花はふつう淡い赤紫色の地に暗赤紫色か赤褐色の斑点が多くあり、全体として赤紫色から赤褐色。単一花、腋生、地面に傾状;花柄は長さ 2.223 (6.422±4.585)19.579mm;萼筒は壺形、小型、長さ/幅 0.755(1.054±0.114)1.222、長さ 6.260(8.723±1.233)11.357㎜、幅 6.812(8.325±1.216)11.747mm、萼筒頸部は細くなる、頸/幅 0.712(0.821±0.057)0.949、口環を伴う、幅 0.822(1.472±0.501)3.163mm、口環は水平または下方に伸びる、ほぼ半数、口環角度は平均 76.166±19.856度、表面に単細胞の腺毛あり、開口部は狭い、直径1.337(2.379±0.755)4.313mm、開口/筒幅 0.178(0.283±0.066)0.4220、萼筒外面は花色と同じ、赤紫色の細点と目立つ筋あり、無毛、内面は暗赤紫色、目立つ格子状、縦と横の隆起を伴う、縦隆起は14(18.292±2.458)24、横隆起4(5.625±0.992)8、縦横比2.429(3.308±0.482)4.400、隆起に単細胞の腺毛あり、隆起の高さ0.400(0.612±0.143)0.881mm、萼筒の厚さ0.202(0.366±0.086)0.504mm。縁に三裂片;萼裂片は斜めに広がる、広三角形、長/幅0.550(0.750±0.074)0.921、長さ 2.920 (4.676±1.200)7.970mm、幅 4.549(6.244±1.599)10.092mm、裂片厚み0.368(0.607±0.143)0.891mm、表面の中央部は窪む、先端は尖る、上面の全面に単細胞の毛状体(腺毛)あり、下面は無毛、萼裂片は萼筒よりかなり短くほぼ2分の一、片長/筒長0.319(0.537±0.122)0.877。
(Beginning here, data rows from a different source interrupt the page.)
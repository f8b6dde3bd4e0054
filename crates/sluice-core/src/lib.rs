//! Sluice Core - buffer-queue audio backends
//!
//! Playback and capture engines that move fixed-size chunks between a
//! lock-free ring buffer and a platform buffer queue, plus the device
//! context, format negotiation and settings they share.

pub mod audio;
pub mod config;
pub mod device;
pub mod engine;
pub mod ring;
pub mod types;

pub use types::*;
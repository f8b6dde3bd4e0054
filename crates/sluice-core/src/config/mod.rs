//! Settings persistence
//!
//! Generic YAML loading and saving plus the standard settings location.
//!
//! # Usage
//!
//! ```ignore
//! use sluice_core::audio::StreamSettings;
//! use sluice_core::config::{default_config_path, load_config, save_config};
//!
//! let path = default_config_path("loopback.yaml");
//! let settings: StreamSettings = load_config(&path);
//! save_config(&settings, &path)?;
//! ```

mod io;
mod paths;

pub use io::{load_config, save_config};
pub use paths::{config_dir, default_config_path};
雄蕊は12、6で二つの輪に、基部で離生、無柄、葯は外向きで直線状、内輪の長さ 1.368(1.925±0.376)3.010mm、外輪の長さ 1.051(1.634±0.343)2.689mm、内外比1.043(1.184±0.080)1.408、葯結合部に短い鈍頭の突起あり、花柱は6個、離生、直立、垂直;先端に短い角状の突出物をもつ、長さ0.193(0.597±0.209)1.197mm、突起の先端は分裂していない、開口部から出ない、花柱/筒高0.439(0.590±0.079)0.738、柱頭は楕円形、長さ 0.450(0.696±0.161)1.222mm、長さ/幅 0.958(1.395±0.239)2.127、外向き、垂直、子房は上位、胚珠の1室平均数(5.875±2.185)。
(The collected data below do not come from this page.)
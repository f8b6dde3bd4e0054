//! Stream configuration
//!
//! Persisted settings describing the stream a backend should open, plus
//! engine tuning.

use std::time::Duration;

use serde::{Deserialize, Serialize};

use crate::engine::EngineSettings;
use crate::types::{
    ChannelLayout, DeviceFormat, SampleType, DEFAULT_BUFFER_SIZE, DEFAULT_FREQUENCY,
    DEFAULT_UPDATE_SIZE,
};

/// Default bound on waiting for a device queue to drain on stop
pub const DEFAULT_DRAIN_TIMEOUT_MS: u64 = 500;

/// Default run time of the loopback tool
pub const DEFAULT_RUN_SECONDS: f32 = 3.0;

/// Settings for one stream
#[derive(Debug, Clone, PartialEq, Serialize, Deserialize)]
#[serde(default)]
pub struct StreamSettings {
    /// Endpoint to open; empty selects the platform default
    pub device_name: String,
    /// Frame rate in Hz
    pub frequency: u32,
    pub channels: ChannelLayout,
    pub sample_type: SampleType,
    /// Frames per chunk
    pub update_size: u32,
    /// Total buffer depth in frames
    pub buffer_size: u32,
    /// Upper bound for the queue drain on stop
    pub drain_timeout_ms: u64,
    /// How long the loopback tool runs each direction
    pub run_seconds: f32,
}

impl Default for StreamSettings {
    fn default() -> Self {
        Self {
            device_name: String::new(),
            frequency: DEFAULT_FREQUENCY,
            channels: ChannelLayout::Stereo,
            sample_type: SampleType::Short,
            update_size: DEFAULT_UPDATE_SIZE,
            buffer_size: DEFAULT_BUFFER_SIZE,
            drain_timeout_ms: DEFAULT_DRAIN_TIMEOUT_MS,
            run_seconds: DEFAULT_RUN_SECONDS,
        }
    }
}

impl StreamSettings {
    /// Requested device format
    pub fn device_format(&self) -> DeviceFormat {
        DeviceFormat {
            channels: self.channels,
            sample_type: self.sample_type,
            frequency: self.frequency,
            update_size: self.update_size,
            buffer_size: self.buffer_size,
        }
    }

    pub fn engine_settings(&self) -> EngineSettings {
        EngineSettings {
            drain_timeout: Duration::from_millis(self.drain_timeout_ms),
        }
    }

    pub fn run_time(&self) -> Duration {
        Duration::from_secs_f32(self.run_seconds.max(0.0))
    }

    /// Buffer latency in milliseconds
    pub fn latency_ms(&self) -> f32 {
        (self.buffer_size as f32 / self.frequency.max(1) as f32) * 1000.0
    }
}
本種は近接地に分布するミハマカンアオイと多くの形質の特徴が似ており、又開花期が重なり合うことで同一種である可能性があると思われるが,分布域が離れている事と、開口部の口環の張り出しが水平であるものと、下方に向く個体群に分かれている事で、同定できなかった。口環の張り出しが下方に伸びている事では、近接地域のみに分布するカンアオイ種(ミハマカンアオイ、クシモトカンアオイ、ジュロウカンアオイ)と共通であるが、ミハマカンアオイ等にはない水平の張り出しを持つことでは、(クマノジカンアオイ、クキカンアオイ、アツミカンアオイ)と共通である。このような明白な差異を内部に持つ個体群を単一種として分類することはできません。さらに分布地周辺の調査により、水平の張り出しを持つ個体群の分離が可能かどうかの検討が必用と考えられます。
生物季節(Phenology):9~10月開花。
分布(Distribution):本州中部(三重県南部) 固有。